If we heard it once, we heard it a thousand times across that autistic spectrum known as the MSM about the amazing Clinton ground game.  If saying something often enough and loud enough made it true, this screed turned mantra from the highest levels of American Pravda would be valid.  Alas, the recent insightful polemic in Forbes magazine about how Donald J. Trump won the presidency put that lie to rest.

If you rode the rails of the Trump train early and often, you somehow knew this was true you just couldn’t capture the how, the what, the where.  But you sensed it when you received three personal text messages on election day to go out and vote.  You detected it again when two more Facebook ads popped up on your timeline on November 8, not to mention the several targeted emails waiting to be opened in your inbox.  Hell, if Hillary Clinton had the ground game, Trump was flying a Boeing 757.

And now what we saw only through the dark glass before has come to light in Forbes.

“It’s hard to overstate and hard to summarize Jared’s role in the campaign,” says billionaire Peter Thiel, the only significant Silicon Valley figure to publicly back Trump. “If Trump was the CEO, Jared was effectively the chief operating officer.”

“Jared Kushner is the biggest surprise of the 2016 election,” adds Eric Schmidt, the former CEO of Google, who helped design the Clinton campaign’s technology system. “Best I can tell, he actually ran the campaign and did it with essentially no resources.”

And what exactly were they doing?  Well, as in all good things, there is a baseball analogy.

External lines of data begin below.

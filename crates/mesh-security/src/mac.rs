//! AES-CMAC (RFC 4493), HMAC-SHA-256 and the salt functions `s1` / `s2`.

use hmac::{Hmac, Mac};
use sha2::Sha256;
use zeroize::Zeroize;

use crate::block::{xor_in_place, BlockCipher};
use crate::error::{SecurityError, SecurityResult};
use crate::types::Key128;
use crate::BLOCK_SIZE;

type HmacSha256 = Hmac<Sha256>;

/// Reduction constant for doubling in GF(2^128): x^128 + x^7 + x^2 + x + 1.
const RB: u128 = 0x87;

/// Compute the 128-bit AES-CMAC of `message` under `key`.
///
/// Any message length is accepted, including zero: the empty message is
/// processed as a single padded block.
pub fn cmac(key: &Key128, message: &[u8]) -> [u8; BLOCK_SIZE] {
    let cipher = BlockCipher::new(key);
    let (mut k1, mut k2) = subkeys(&cipher);

    let blocks = message.len().div_ceil(BLOCK_SIZE).max(1);
    let (head, last) = message.split_at((blocks - 1) * BLOCK_SIZE);

    let mut x = [0u8; BLOCK_SIZE];
    for block in head.chunks_exact(BLOCK_SIZE) {
        xor_in_place(&mut x, block);
        x = cipher.encrypt(&x);
    }

    let mut last_block = [0u8; BLOCK_SIZE];
    last_block[..last.len()].copy_from_slice(last);
    if last.len() == BLOCK_SIZE {
        xor_in_place(&mut last_block, &k1);
    } else {
        last_block[last.len()] = 0x80;
        xor_in_place(&mut last_block, &k2);
    }
    xor_in_place(&mut x, &last_block);
    let tag = cipher.encrypt(&x);

    k1.zeroize();
    k2.zeroize();
    x.zeroize();
    last_block.zeroize();
    tag
}

/// Derive the CMAC subkeys K1 and K2 from `L = e(key, 0^128)`.
fn subkeys(cipher: &BlockCipher) -> ([u8; BLOCK_SIZE], [u8; BLOCK_SIZE]) {
    let mut l = cipher.encrypt(&[0u8; BLOCK_SIZE]);
    let k1 = double(&l);
    let k2 = double(&k1);
    l.zeroize();
    (k1, k2)
}

/// Multiply by x in GF(2^128), big-endian bit order. Branch-free on the
/// carried-out bit.
fn double(block: &[u8; BLOCK_SIZE]) -> [u8; BLOCK_SIZE] {
    let value = u128::from_be_bytes(*block);
    let carry = value >> 127;
    ((value << 1) ^ (carry * RB)).to_be_bytes()
}

/// The salt generation function `s1(M) = AES-CMAC(ZERO, M)`.
///
/// Used only as a domain-separating hash for key derivation, never as an
/// authenticator. The input must be non-empty.
pub fn s1(message: &[u8]) -> SecurityResult<[u8; BLOCK_SIZE]> {
    if message.is_empty() {
        return Err(SecurityError::InvalidInput("s1 input must not be empty"));
    }
    Ok(cmac(&Key128::zero(), message))
}

/// HMAC-SHA-256 with a 256-bit key.
pub fn hmac_sha256(key: &[u8; 32], message: &[u8]) -> [u8; 32] {
    // HMAC zero-pads keys shorter than the 64-byte SHA-256 block.
    let mut block_key = [0u8; 64];
    block_key[..32].copy_from_slice(key);
    let mut mac = <HmacSha256 as Mac>::new(&block_key.into());
    block_key.zeroize();

    mac.update(message);
    let mut out = [0u8; 32];
    out.copy_from_slice(&mac.finalize().into_bytes());
    out
}

/// The salt generation function `s2(M) = HMAC-SHA-256(ZERO, M)`, used by the
/// HMAC-SHA-256 provisioning algorithm. The input must be non-empty.
pub fn s2(message: &[u8]) -> SecurityResult<[u8; 32]> {
    if message.is_empty() {
        return Err(SecurityError::InvalidInput("s2 input must not be empty"));
    }
    Ok(hmac_sha256(&[0u8; 32], message))
}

“We played Moneyball, asking ourselves which states will get the best ROI for the electoral vote,” Kushner says. “I asked, How can we get Trump’s message to that consumer for the least amount of cost?” FEC filings through mid-October indicate the Trump campaign spent roughly half as much as the Clinton campaign did.

So the New York Yankees (aka the evil empire) with all their money and all their vast left-wing conspiracy theorists endowed by the Clinton machine were outfoxed by the scrappy little Oakland A’s.  You gotta love it, people. 

By nature, foxes will eat everything, from insects to reptiles.  Their behavior is characterized by a pouncing technique whereby they crouch down to camouflage themselves and land on top of their prey, ready to devour them.  Using their powerful canine teeth, foxes grip the prey’s neck and shake it until lifeless.  It is then that they can disembowel the animal and eat.

As Albert Einstein once said, “Look deep into nature, and then you will understand everything better.”